Node.js (TypeScript)

import { createHmac, timingSafeEqual } from 'node:crypto'

export function verifyLynkistSignature({
  rawBody,
  timestamp,
  signatureHeader,
  secret,
}: {
  rawBody: string
  timestamp: string
  signatureHeader: string  // e.g. "sha256=abc..."
  secret: string
}): boolean {
  const expected = 'sha256=' + createHmac('sha256', secret)
    .update(`${timestamp}.${rawBody}`)
    .digest('hex')

  const a = Buffer.from(expected)
  const b = Buffer.from(signatureHeader)
  return a.length === b.length && timingSafeEqual(a, b)
}

Python

import hmac, hashlib

def verify_lynkist_signature(raw_body: bytes, timestamp: str, signature_header: str, secret: str) -> bool:
    expected = "sha256=" + hmac.new(
        secret.encode(),
        f"{timestamp}.".encode() + raw_body,
        hashlib.sha256,
    ).hexdigest()
    return hmac.compare_digest(expected, signature_header)

Verify before you trust. Without signature checking, anyone who guesses your endpoint URL can POST fake events. Reject any request whose signature does not match — and consider rejecting any request whose X-Lynkist-Timestamp is more than a few minutes old to thwart replay attacks.

Retries

If your endpoint returns a non-2xx response or does not reply within 10 seconds, the delivery is retried on this fixed back-off curve:

AttemptDelay before this attempt
1— (initial)
21 min
35 min
430 min
52 hr
66 hr

After the 6th failed attempt the delivery is marked abandoned. The delivery row stays queryable via the Webhook management API for replays and audits.

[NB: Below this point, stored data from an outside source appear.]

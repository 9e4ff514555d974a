//! fixed-capacity cell bit set - one bit per linear cell index (row * width + col)
//! all shifts are whole-set shifts across word boundaries

use std::ops::{BitAnd, BitAndAssign, BitOr, BitOrAssign, Not};

use serde::{Deserialize, Serialize};

pub const WORDS: usize = 10;
pub const MAX_CELLS: usize = WORDS * 64;

#[derive(Clone, Copy, PartialEq, Eq, Hash, Default, Serialize, Deserialize)]
pub struct CellSet {
    words: [u64; WORDS],
}

impl CellSet {
    pub const EMPTY: Self = Self { words: [0; WORDS] };

    pub const fn new() -> Self {
        Self::EMPTY
    }

    /// Set containing indices `0..len`.
    pub fn with_first(len: usize) -> Self {
        let len = len.min(MAX_CELLS);
        let mut set = Self::EMPTY;
        let full_words = len / 64;
        for word in set.words.iter_mut().take(full_words) {
            *word = !0;
        }
        let rem = len % 64;
        if rem != 0 {
            set.words[full_words] = (1u64 << rem) - 1;
        }
        set
    }

    #[inline(always)]
    pub fn contains(&self, index: usize) -> bool {
        index < MAX_CELLS && (self.words[index / 64] >> (index % 64)) & 1 == 1
    }

    #[inline(always)]
    pub fn insert(&mut self, index: usize) {
        debug_assert!(index < MAX_CELLS);
        self.words[index / 64] |= 1u64 << (index % 64);
    }

    #[inline(always)]
    pub fn remove(&mut self, index: usize) {
        debug_assert!(index < MAX_CELLS);
        self.words[index / 64] &= !(1u64 << (index % 64));
    }

    #[inline]
    pub fn is_empty(&self) -> bool {
        self.words.iter().all(|&w| w == 0)
    }

    #[inline]
    pub fn count(&self) -> u32 {
        self.words.iter().map(|w| w.count_ones()).sum()
    }

    #[inline]
    pub fn intersects(&self, other: &CellSet) -> bool {
        self.words
            .iter()
            .zip(other.words.iter())
            .any(|(a, b)| a & b != 0)
    }

    #[inline]
    pub fn and_not(&self, other: &CellSet) -> CellSet {
        let mut out = *self;
        for (w, o) in out.words.iter_mut().zip(other.words.iter()) {
            *w &= !o;
        }
        out
    }

    /// Shift towards higher indices. Bits pushed past capacity are dropped.
    pub fn shl(&self, n: usize) -> CellSet {
        if n == 0 {
            return *self;
        }
        if n >= MAX_CELLS {
            return Self::EMPTY;
        }
        let word_shift = n / 64;
        let bit_shift = n % 64;
        let mut out = Self::EMPTY;
        for i in (word_shift..WORDS).rev() {
            let src = i - word_shift;
            let mut word = self.words[src] << bit_shift;
            if bit_shift != 0 && src > 0 {
                word |= self.words[src - 1] >> (64 - bit_shift);
            }
            out.words[i] = word;
        }
        out
    }

    /// Shift towards lower indices.
    pub fn shr(&self, n: usize) -> CellSet {
        if n == 0 {
            return *self;
        }
        if n >= MAX_CELLS {
            return Self::EMPTY;
        }
        let word_shift = n / 64;
        let bit_shift = n % 64;
        let mut out = Self::EMPTY;
        for i in 0..WORDS - word_shift {
            let src = i + word_shift;
            let mut word = self.words[src] >> bit_shift;
            if bit_shift != 0 && src + 1 < WORDS {
                word |= self.words[src + 1] << (64 - bit_shift);
            }
            out.words[i] = word;
        }
        out
    }

    /// Lowest set index, if any.
    #[inline]
    pub fn first(&self) -> Option<usize> {
        self.words
            .iter()
            .enumerate()
            .find(|&(_, &w)| w != 0)
            .map(|(i, w)| i * 64 + w.trailing_zeros() as usize)
    }

    /// Iterate set indices in ascending order.
    pub fn iter(&self) -> CellSetIter {
        CellSetIter {
            words: self.words,
            word: 0,
        }
    }

    #[inline(always)]
    pub fn words(&self) -> &[u64; WORDS] {
        &self.words
    }
}

impl BitAnd for CellSet {
    type Output = CellSet;

    #[inline]
    fn bitand(mut self, rhs: CellSet) -> CellSet {
        self &= rhs;
        self
    }
}

impl BitAndAssign for CellSet {
    #[inline]
    fn bitand_assign(&mut self, rhs: CellSet) {
        for (w, o) in self.words.iter_mut().zip(rhs.words.iter()) {
            *w &= o;
        }
    }
}

impl BitOr for CellSet {
    type Output = CellSet;

    #[inline]
    fn bitor(mut self, rhs: CellSet) -> CellSet {
        self |= rhs;
        self
    }
}

impl BitOrAssign for CellSet {
    #[inline]
    fn bitor_assign(&mut self, rhs: CellSet) {
        for (w, o) in self.words.iter_mut().zip(rhs.words.iter()) {
            *w |= o;
        }
    }
}

/// Complement over the full capacity - mask with board geometry afterwards.
impl Not for CellSet {
    type Output = CellSet;

    #[inline]
    fn not(mut self) -> CellSet {
        for w in self.words.iter_mut() {
            *w = !*w;
        }
        self
    }
}

impl FromIterator<usize> for CellSet {
    fn from_iter<I: IntoIterator<Item = usize>>(iter: I) -> Self {
        let mut set = CellSet::EMPTY;
        for index in iter {
            set.insert(index);
        }
        set
    }
}

impl std::fmt::Debug for CellSet {
    fn fmt(&self, f: &mut std::fmt::Formatter<'_>) -> std::fmt::Result {
        f.debug_set().entries(self.iter()).finish()
    }
}

pub struct CellSetIter {
    words: [u64; WORDS],
    word: usize,
}

impl Iterator for CellSetIter {
    type Item = usize;

    #[inline]
    fn next(&mut self) -> Option<usize> {
        while self.word < WORDS {
            let bits = self.words[self.word];
            if bits != 0 {
                let bit = bits.trailing_zeros() as usize;
                // clear lowest set bit
                self.words[self.word] = bits & (bits - 1);
                return Some(self.word * 64 + bit);
            }
            self.word += 1;
        }
        None
    }
}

After 20 consecutive failures across an endpoint (any combination of deliveries), the endpoint itself is auto-disabled — its is_active flag flips to false and no further events are queued for it. Reactivate by editing the endpoint via the API or dashboard.

Best practices

  • Return 2xx fast. Acknowledge the event, then process asynchronously. A slow handler triggers unnecessary retries and burns through your error budget.
  • Verify the signature. Always — even for "internal" endpoints behind a firewall.
  • Deduplicate on the envelope id. Network conditions can deliver the same event more than once.
  • Subscribe selectively. Pick the event types you actually use; you can always add more later by PUTing the endpoint.
  • Test with POST /webhooks/{id}/test. This emits a webhook.test envelope and is the cleanest way to validate your signature code end-to-end.
  • Reactivate auto-disabled endpoints carefully. If we disabled an endpoint, something at your end was repeatedly broken. Fix it before flipping the flag.